Monday, June 27, 2016
Do retirement advisors have to comply with the fiduciary standard when giving clients advice? If you said yes, you'd be right in line with what most folks think. After all, isn't your financial advisory giving you advice about your retirement investments? The New York Times article, Isn’t Honesty the Best Policy? explores this issue.
"The Department of Labor has been working since 2010 to hold everyone who provides financial retirement advice to this standard. After multiple public comment periods and significant consultation with industry leaders, consumer advocates and other experts, the department published a final rule that went into effect this week but provides the industry with a realistic transition period." But not all are on board with using the fiduciary standard for financial advisors. So there was lobbying and action in Congress. "Their lobbying worked. Republican majorities in the House and Senate pushed through a bill to block the Department of Labor’s rule. On Wednesday, President Obama rightly vetoed it."

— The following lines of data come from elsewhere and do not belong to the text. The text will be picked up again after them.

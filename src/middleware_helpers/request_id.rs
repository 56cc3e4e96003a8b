use crate::tracing::RequestId;
use axum::{
    extract::Request,
    http::{header::HeaderName, HeaderValue},
    middleware::Next,
    response::Response,
};

/// Header name for the request ID
pub const REQUEST_ID_HEADER: &str = "x-request-id";

fn header_value(request_id: &RequestId) -> Option<HeaderValue> {
    HeaderValue::from_str(request_id.as_str()).ok()
}

/// Reuses the caller's `x-request-id` (or mints one), exposes it as a request
/// extension and task-local, and echoes it on the response.
pub async fn request_id_middleware(mut request: Request, next: Next) -> Response {
    let incoming = request
        .headers()
        .get(REQUEST_ID_HEADER)
        .and_then(|v| v.to_str().ok())
        .filter(|v| !v.trim().is_empty())
        .map(RequestId::new);
    let request_id = incoming.unwrap_or_default();

    let value = header_value(&request_id);
    if let Some(value) = value.clone() {
        request
            .headers_mut()
            .insert(HeaderName::from_static(REQUEST_ID_HEADER), value);
    }
    request.extensions_mut().insert(request_id.clone());

    let mut response =
        crate::tracing::scope_request_id(request_id, async move { next.run(request).await })
            .await;

    if let Some(value) = value {
        response
            .headers_mut()
            .insert(HeaderName::from_static(REQUEST_ID_HEADER), value);
    }

    response
}
use sea_orm_migration::prelude::*;

pub struct Migrator;

#[async_trait::async_trait]
impl MigratorTrait for Migrator {
    fn migrations() -> Vec<Box<dyn MigrationTrait>> {
        vec![
            Box::new(m20260101_000001_create_clients_table::Migration),
            Box::new(m20260101_000002_create_sales_documents_tables::Migration),
            Box::new(m20260101_000003_create_paiements_depenses_tables::Migration),
        ]
    }
}

fn money(col: impl IntoIden) -> ColumnDef {
    ColumnDef::new(col)
        .decimal_len(16, 2)
        .not_null()
        .default(0)
        .to_owned()
}

fn version(col: impl IntoIden) -> ColumnDef {
    ColumnDef::new(col).integer().not_null().default(1).to_owned()
}

fn timestamp(col: impl IntoIden) -> ColumnDef {
    ColumnDef::new(col)
        .timestamp_with_time_zone()
        .not_null()
        .to_owned()
}

async fn index(
    manager: &SchemaManager<'_>,
    name: &str,
    table: impl IntoIden + 'static,
    col: impl IntoIden + 'static,
    unique: bool,
) -> Result<(), DbErr> {
    let mut stmt = Index::create();
    stmt.if_not_exists().name(name).table(table).col(col);
    if unique {
        stmt.unique();
    }
    manager.create_index(stmt.to_owned()).await
}

mod m20260101_000001_create_clients_table {
    use super::*;

    pub struct Migration;

    impl MigrationName for Migration {
        fn name(&self) -> &str {
            "m20260101_000001_create_clients_table"
        }
    }

    #[async_trait::async_trait]
    impl MigrationTrait for Migration {
        async fn up(&self, manager: &SchemaManager) -> Result<(), DbErr> {
            manager
                .create_table(
                    Table::create()
                        .table(Clients::Table)
                        .if_not_exists()
                        .col(ColumnDef::new(Clients::Id).uuid().primary_key().not_null())
                        .col(ColumnDef::new(Clients::Nom).string().not_null())
                        .col(ColumnDef::new(Clients::Email).string().null())
                        .col(ColumnDef::new(Clients::Telephone).string().null())
                        .col(ColumnDef::new(Clients::Adresse).string().null())
                        .col(&mut money(Clients::TotalLivre))
                        .col(&mut money(Clients::TotalFacture))
                        .col(&mut money(Clients::TotalPaye))
                        .col(&mut money(Clients::TotalDu))
                        .col(&mut version(Clients::Version))
                        .col(&mut timestamp(Clients::CreatedAt))
                        .col(&mut timestamp(Clients::UpdatedAt))
                        .to_owned(),
                )
                .await?;

            index(manager, "idx_clients_nom", Clients::Table, Clients::Nom, false).await
        }

        async fn down(&self, manager: &SchemaManager) -> Result<(), DbErr> {
            manager
                .drop_table(Table::drop().table(Clients::Table).to_owned())
                .await
        }
    }

    #[derive(DeriveIden)]
    enum Clients {
        Table,
        Id,
        Nom,
        Email,
        Telephone,
        Adresse,
        TotalLivre,
        TotalFacture,
        TotalPaye,
        TotalDu,
        Version,
        CreatedAt,
        UpdatedAt,
    }
}

mod m20260101_000002_create_sales_documents_tables {
    use super::*;

    pub struct Migration;

    impl MigrationName for Migration {
        fn name(&self) -> &str {
            "m20260101_000002_create_sales_documents_tables"
        }
    }

    #[async_trait::async_trait]
    impl MigrationTrait for Migration {
        async fn up(&self, manager: &SchemaManager) -> Result<(), DbErr> {
            manager
                .create_table(
                    Table::create()
                        .table(Proformas::Table)
                        .if_not_exists()
                        .col(ColumnDef::new(Proformas::Id).uuid().primary_key().not_null())
                        .col(ColumnDef::new(Proformas::Numero).string().not_null())
                        .col(ColumnDef::new(Proformas::ClientId).uuid().not_null())
                        .col(ColumnDef::new(Proformas::Statut).string_len(32).not_null())
                        .col(ColumnDef::new(Proformas::Lignes).json().not_null())
                        .col(&mut money(Proformas::TotalHt))
                        .col(&mut money(Proformas::Remise))
                        .col(&mut money(Proformas::TotalNet))
                        .col(ColumnDef::new(Proformas::BdcId).uuid().null())
                        .col(ColumnDef::new(Proformas::Notes).text().null())
                        .col(&mut version(Proformas::Version))
                        .col(&mut timestamp(Proformas::CreatedAt))
                        .col(&mut timestamp(Proformas::UpdatedAt))
                        .to_owned(),
                )
                .await?;
            index(manager, "idx_proformas_numero", Proformas::Table, Proformas::Numero, true)
                .await?;
            index(manager, "idx_proformas_client_id", Proformas::Table, Proformas::ClientId, false)
                .await?;

            manager
                .create_table(
                    Table::create()
                        .table(Bdcs::Table)
                        .if_not_exists()
                        .col(ColumnDef::new(Bdcs::Id).uuid().primary_key().not_null())
                        .col(ColumnDef::new(Bdcs::Numero).string().not_null())
                        .col(ColumnDef::new(Bdcs::ClientId).uuid().not_null())
                        .col(ColumnDef::new(Bdcs::ProformaId).uuid().null())
                        .col(ColumnDef::new(Bdcs::Statut).string_len(32).not_null())
                        .col(ColumnDef::new(Bdcs::Lignes).json().not_null())
                        .col(&mut money(Bdcs::TotalHt))
                        .col(ColumnDef::new(Bdcs::Notes).text().null())
                        .col(&mut version(Bdcs::Version))
                        .col(&mut timestamp(Bdcs::CreatedAt))
                        .col(&mut timestamp(Bdcs::UpdatedAt))
                        .to_owned(),
                )
                .await?;
            index(manager, "idx_bdcs_numero", Bdcs::Table, Bdcs::Numero, true).await?;
            index(manager, "idx_bdcs_client_id", Bdcs::Table, Bdcs::ClientId, false).await?;

            manager
                .create_table(
                    Table::create()
                        .table(Bdls::Table)
                        .if_not_exists()
                        .col(ColumnDef::new(Bdls::Id).uuid().primary_key().not_null())
                        .col(ColumnDef::new(Bdls::Numero).string().not_null())
                        .col(ColumnDef::new(Bdls::BdcId).uuid().not_null())
                        .col(ColumnDef::new(Bdls::ClientId).uuid().not_null())
                        .col(ColumnDef::new(Bdls::Statut).string_len(32).not_null())
                        .col(ColumnDef::new(Bdls::Lignes).json().not_null())
                        .col(ColumnDef::new(Bdls::FactureId).uuid().null())
                        .col(
                            ColumnDef::new(Bdls::DateLivraison)
                                .timestamp_with_time_zone()
                                .null(),
                        )
                        .col(ColumnDef::new(Bdls::Notes).text().null())
                        .col(&mut version(Bdls::Version))
                        .col(&mut timestamp(Bdls::CreatedAt))
                        .col(&mut timestamp(Bdls::UpdatedAt))
                        .to_owned(),
                )
                .await?;
            index(manager, "idx_bdls_numero", Bdls::Table, Bdls::Numero, true).await?;
            index(manager, "idx_bdls_bdc_id", Bdls::Table, Bdls::BdcId, false).await?;
            index(manager, "idx_bdls_client_id", Bdls::Table, Bdls::ClientId, false).await?;

            manager
                .create_table(
                    Table::create()
                        .table(Factures::Table)
                        .if_not_exists()
                        .col(ColumnDef::new(Factures::Id).uuid().primary_key().not_null())
                        .col(ColumnDef::new(Factures::Numero).string().not_null())
                        .col(ColumnDef::new(Factures::ClientId).uuid().not_null())
                        .col(ColumnDef::new(Factures::Statut).string_len(32).not_null())
                        .col(ColumnDef::new(Factures::BdlIds).json().not_null())
                        .col(ColumnDef::new(Factures::Lignes).json().not_null())
                        .col(&mut money(Factures::Total))
                        .col(&mut money(Factures::Remise))
                        .col(&mut money(Factures::TotalNet))
                        .col(&mut money(Factures::TotalPaye))
                        .col(&mut money(Factures::SoldeRestant))
                        .col(ColumnDef::new(Factures::MotifAnnulation).text().null())
                        .col(
                            ColumnDef::new(Factures::DateEmission)
                                .timestamp_with_time_zone()
                                .null(),
                        )
                        .col(ColumnDef::new(Factures::DateEcheance).date().null())
                        .col(&mut version(Factures::Version))
                        .col(&mut timestamp(Factures::CreatedAt))
                        .col(&mut timestamp(Factures::UpdatedAt))
                        .to_owned(),
                )
                .await?;
            index(manager, "idx_factures_numero", Factures::Table, Factures::Numero, true).await?;
            index(manager, "idx_factures_client_id", Factures::Table, Factures::ClientId, false)
                .await
        }

        async fn down(&self, manager: &SchemaManager) -> Result<(), DbErr> {
            manager
                .drop_table(Table::drop().table(Factures::Table).to_owned())
                .await?;
            manager
                .drop_table(Table::drop().table(Bdls::Table).to_owned())
                .await?;
            manager
                .drop_table(Table::drop().table(Bdcs::Table).to_owned())
                .await?;
            manager
                .drop_table(Table::drop().table(Proformas::Table).to_owned())
                .await
        }
    }

    #[derive(DeriveIden)]
    enum Proformas {
        Table,
        Id,
        Numero,
        ClientId,
        Statut,
        Lignes,
        TotalHt,
        Remise,
        TotalNet,
        BdcId,
        Notes,
        Version,
        CreatedAt,
        UpdatedAt,
    }

    #[derive(DeriveIden)]
    enum Bdcs {
        Table,
        Id,
        Numero,
        ClientId,
        ProformaId,
        Statut,
        Lignes,
        TotalHt,
        Notes,
        Version,
        CreatedAt,
        UpdatedAt,
    }

    #[derive(DeriveIden)]
    enum Bdls {
        Table,
        Id,
        Numero,
        BdcId,
        ClientId,
        Statut,
        Lignes,
        FactureId,
        DateLivraison,
        Notes,
        Version,
        CreatedAt,
        UpdatedAt,
    }

    #[derive(DeriveIden)]
    enum Factures {
        Table,
        Id,
        Numero,
        ClientId,
        Statut,
        BdlIds,
        Lignes,
        Total,
        Remise,
        TotalNet,
        TotalPaye,
        SoldeRestant,
        MotifAnnulation,
        DateEmission,
        DateEcheance,
        Version,
        CreatedAt,
        UpdatedAt,
    }
}

mod m20260101_000003_create_paiements_depenses_tables {
    use super::*;

    pub struct Migration;

    impl MigrationName for Migration {
        fn name(&self) -> &str {
            "m20260101_000003_create_paiements_depenses_tables"
        }
    }

    #[async_trait::async_trait]
    impl MigrationTrait for Migration {
        async fn up(&self, manager: &SchemaManager) -> Result<(), DbErr> {
            manager
                .create_table(
                    Table::create()
                        .table(Paiements::Table)
                        .if_not_exists()
                        .col(ColumnDef::new(Paiements::Id).uuid().primary_key().not_null())
                        .col(ColumnDef::new(Paiements::Numero).string().not_null())
                        .col(ColumnDef::new(Paiements::FactureId).uuid().not_null())
                        .col(ColumnDef::new(Paiements::ClientId).uuid().not_null())
                        .col(&mut money(Paiements::Montant))
                        .col(ColumnDef::new(Paiements::Mode).string_len(32).not_null())
                        .col(ColumnDef::new(Paiements::Reference).string().null())
                        .col(ColumnDef::new(Paiements::DatePaiement).date().not_null())
                        .col(&mut version(Paiements::Version))
                        .col(&mut timestamp(Paiements::CreatedAt))
                        .to_owned(),
                )
                .await?;
            index(manager, "idx_paiements_numero", Paiements::Table, Paiements::Numero, true)
                .await?;
            index(
                manager,
                "idx_paiements_facture_id",
                Paiements::Table,
                Paiements::FactureId,
                false,
            )
            .await?;

            manager
                .create_table(
                    Table::create()
                        .table(Depenses::Table)
                        .if_not_exists()
                        .col(ColumnDef::new(Depenses::Id).uuid().primary_key().not_null())
                        .col(ColumnDef::new(Depenses::Numero).string().not_null())
                        .col(ColumnDef::new(Depenses::Libelle).string().not_null())
                        .col(ColumnDef::new(Depenses::Categorie).string().not_null())
                        .col(&mut money(Depenses::Montant))
                        .col(ColumnDef::new(Depenses::DateDepense).date().not_null())
                        .col(ColumnDef::new(Depenses::Notes).text().null())
                        .col(&mut version(Depenses::Version))
                        .col(&mut timestamp(Depenses::CreatedAt))
                        .col(&mut timestamp(Depenses::UpdatedAt))
                        .to_owned(),
                )
                .await?;
            index(manager, "idx_depenses_numero", Depenses::Table, Depenses::Numero, true).await?;
            index(
                manager,
                "idx_depenses_categorie",
                Depenses::Table,
                Depenses::Categorie,
                false,
            )
            .await
        }

        async fn down(&self, manager: &SchemaManager) -> Result<(), DbErr> {
            manager
                .drop_table(Table::drop().table(Depenses::Table).to_owned())
                .await?;
            manager
                .drop_table(Table::drop().table(Paiements::Table).to_owned())
                .await
        }
    }

    #[derive(DeriveIden)]
    enum Paiements {
        Table,
        Id,
        Numero,
        FactureId,
        ClientId,
        Montant,
        Mode,
        Reference,
        DatePaiement,
        Version,
        CreatedAt,
    }

    #[derive(DeriveIden)]
    enum Depenses {
        Table,
        Id,
        Numero,
        Libelle,
        Categorie,
        Montant,
        DateDepense,
        Notes,
        Version,
        CreatedAt,
        UpdatedAt,
    }
}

But that isn't the end of it. "[T]he Chamber of Commerce and other industry groups are trying a different route. Using similar arguments they made when lobbying Congress, they filed a last-ditch lawsuit in United States District Court for the Northern District of Texas ... to prevent the rule from being enforced." The lawsuit claims that it creates an "unwarranted burden" but the author of the article responds to that point: "I almost can’t believe this even needs to be said, but it’s not unwarranted to burden retirement advisers with a requirement that they act in their clients’ best interest."
According to the article, the opposition of the regulations may be speaking from both sides of their mouths, because "[w]hile financial executives complained to the Department of Labor that the rule was “immensely burdensome” and “very difficult” to comply with, they were telling investors on Wall Street that they “don’t see it as a significant hurdle” and that efficiently complying with the rule could provide a competitive edge in the market."
"If the fiduciary standard is good enough for medical care, legal advice and accounting, it is good enough for financial retirement advice. We don’t accept less anywhere else in commerce. Why should we accept it from those we trust to protect our retirement savings?"
Ask your advisor about the advisor's compliance with the fiduciary standard. It's important.